Mixture toxicity and gene inductions: can we predict the outcome?

As a consequence of the nature of most real-life exposure scenarios, the last decade of ecotoxicological research has seen increasing interest in the assessment of mixture ecotoxicology. Often, mixtures are considered to follow one of two models, concentration addition (CA) or response addition (RA), both of which have been described in the literature. Nevertheless, mixtures that deviate from either or both models exist; they typically exhibit phenomena like synergism, ratio or concentration dependency, or inhibition. Moreover, both CA and RA have been challenged and evaluated mainly for acute responses at relatively high levels of biological organization (e.g., whole-organism mortality), and applicability to genetic responses has not received much attention. Genetic responses are considered to be the primary reaction in case of toxicant exposure and carry valuable mechanistic information.

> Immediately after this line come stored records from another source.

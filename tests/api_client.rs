//! API client integration tests against a local mock HTTP server.

use std::collections::BTreeMap;
use std::sync::Arc;

use serde_json::json;
use wiremock::matchers::{body_json, method, path};
use wiremock::{Mock, MockServer, ResponseTemplate};

use mentor::adapters::ReqwestHttpClient;
use mentor::api::{ApiClient, ApiError};
use mentor::models::{Answer, Quality, QuizSubmitRequest};

fn client_for(server: &MockServer) -> ApiClient {
    ApiClient::new(server.uri(), Arc::new(ReqwestHttpClient::new()))
}

#[tokio::test]
async fn lists_skills() {
    let server = MockServer::start().await;
    Mock::given(method("GET"))
        .and(path("/api/skills"))
        .respond_with(ResponseTemplate::new(200).set_body_json(json!([
            {"id": 1, "name": "Rust", "description": "systems"},
            {"id": 2, "name": "SQL"}
        ])))
        .mount(&server)
        .await;

    let skills = client_for(&server).list_skills().await.unwrap();
    assert_eq!(skills.len(), 2);
    assert_eq!(skills[0].name, "Rust");
    assert!(skills[1].description.is_none());
}

#[tokio::test]
async fn surfaces_application_error_from_2xx_body() {
    let server = MockServer::start().await;
    Mock::given(method("GET"))
        .and(path("/api/skills/9"))
        .respond_with(ResponseTemplate::new(200).set_body_json(json!({
            "error": "skill not found"
        })))
        .mount(&server)
        .await;

    let err = client_for(&server).skill_detail(9).await.unwrap_err();
    assert!(matches!(err, ApiError::Application(msg) if msg.contains("skill not found")));
}

#[tokio::test]
async fn surfaces_http_status_errors() {
    let server = MockServer::start().await;
    Mock::given(method("GET"))
        .and(path("/api/progress"))
        .respond_with(ResponseTemplate::new(500).set_body_string("boom"))
        .mount(&server)
        .await;

    let err = client_for(&server).progress().await.unwrap_err();
    assert!(matches!(err, ApiError::Status { status: 500, .. }));
}

#[tokio::test]
async fn submits_quiz_with_score_and_answers() {
    let server = MockServer::start().await;
    Mock::given(method("POST"))
        .and(path("/api/quizzes/submit"))
        .and(body_json(json!({
            "quiz_id": 42,
            "answers": {
                "0": {"answer": "B", "correct": true},
                "1": {"answer": "C", "correct": false}
            },
            "score": 0.5
        })))
        .respond_with(ResponseTemplate::new(200).set_body_json(json!({
            "xp_earned": 25,
            "new_achievements": [
                {"key": "first_quiz", "name": "First Quiz", "description": "Finish a quiz", "unlocked": true}
            ]
        })))
        .expect(1)
        .mount(&server)
        .await;

    let mut answers = BTreeMap::new();
    answers.insert(
        0,
        Answer {
            answer: "B".into(),
            correct: true,
        },
    );
    answers.insert(
        1,
        Answer {
            answer: "C".into(),
            correct: false,
        },
    );
    let result = client_for(&server)
        .submit_quiz(&QuizSubmitRequest {
            quiz_id: 42,
            answers,
            score: 0.5,
        })
        .await
        .unwrap();
    assert_eq!(result.xp_earned, 25);
    assert_eq!(result.new_achievements[0].key, "first_quiz");
}

#[tokio::test]
async fn rates_card_with_quality_value() {
    let server = MockServer::start().await;
    Mock::given(method("POST"))
        .and(path("/api/review/7/rate"))
        .and(body_json(json!({"quality": 4})))
        .respond_with(ResponseTemplate::new(200).set_body_json(json!({
            "xp_earned": 5,
            "next_review_days": 6,
            "new_achievements": []
        })))
        .expect(1)
        .mount(&server)
        .await;

    let result = client_for(&server)
        .rate_card(7, Quality::Good)
        .await
        .unwrap();
    assert_eq!(result.next_review_days, 6);
}

#[tokio::test]
async fn fetches_nested_lesson_content() {
    let server = MockServer::start().await;
    let content = json!({
        "objective": "Learn joins",
        "sections": [{"heading": "Inner joins", "content": "Rows that match."}],
        "summary": "Joins combine tables.",
        "exercises": []
    });
    Mock::given(method("GET"))
        .and(path("/api/lessons/3"))
        .respond_with(ResponseTemplate::new(200).set_body_json(json!({
            "id": 3,
            "skill_id": 1,
            "topic": "Joins",
            "order_index": 0,
            "content_json": content.to_string()
        })))
        .mount(&server)
        .await;

    let lesson = client_for(&server).lesson(3).await.unwrap();
    let parsed = lesson.parse_content().unwrap();
    assert_eq!(parsed.sections.len(), 1);
    assert_eq!(parsed.objective.as_deref(), Some("Learn joins"));
}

Effects at the gene-expression level are at the heart of the mode of action by toxicants and mixtures. The ability to predict mixture responses at this primary response level is an important asset in predicting and understanding mixture effects at different levels of biological organization. The present study evaluated the applicability of mixture models to stress gene inductions in Escherichia coli employing model toxicants with known modes of action in binary combinations. The results showed that even if the maximum of the dose-response curve is not known, making a classical ECx (concentration causing x% effect) approach impossible, mixture models can predict responses to the binary mixtures based on the single-toxicant response curves. In most cases, the mode of action of the toxicants does not determine the optimal choice of model (i.e., CA, RA, or a deviation thereof).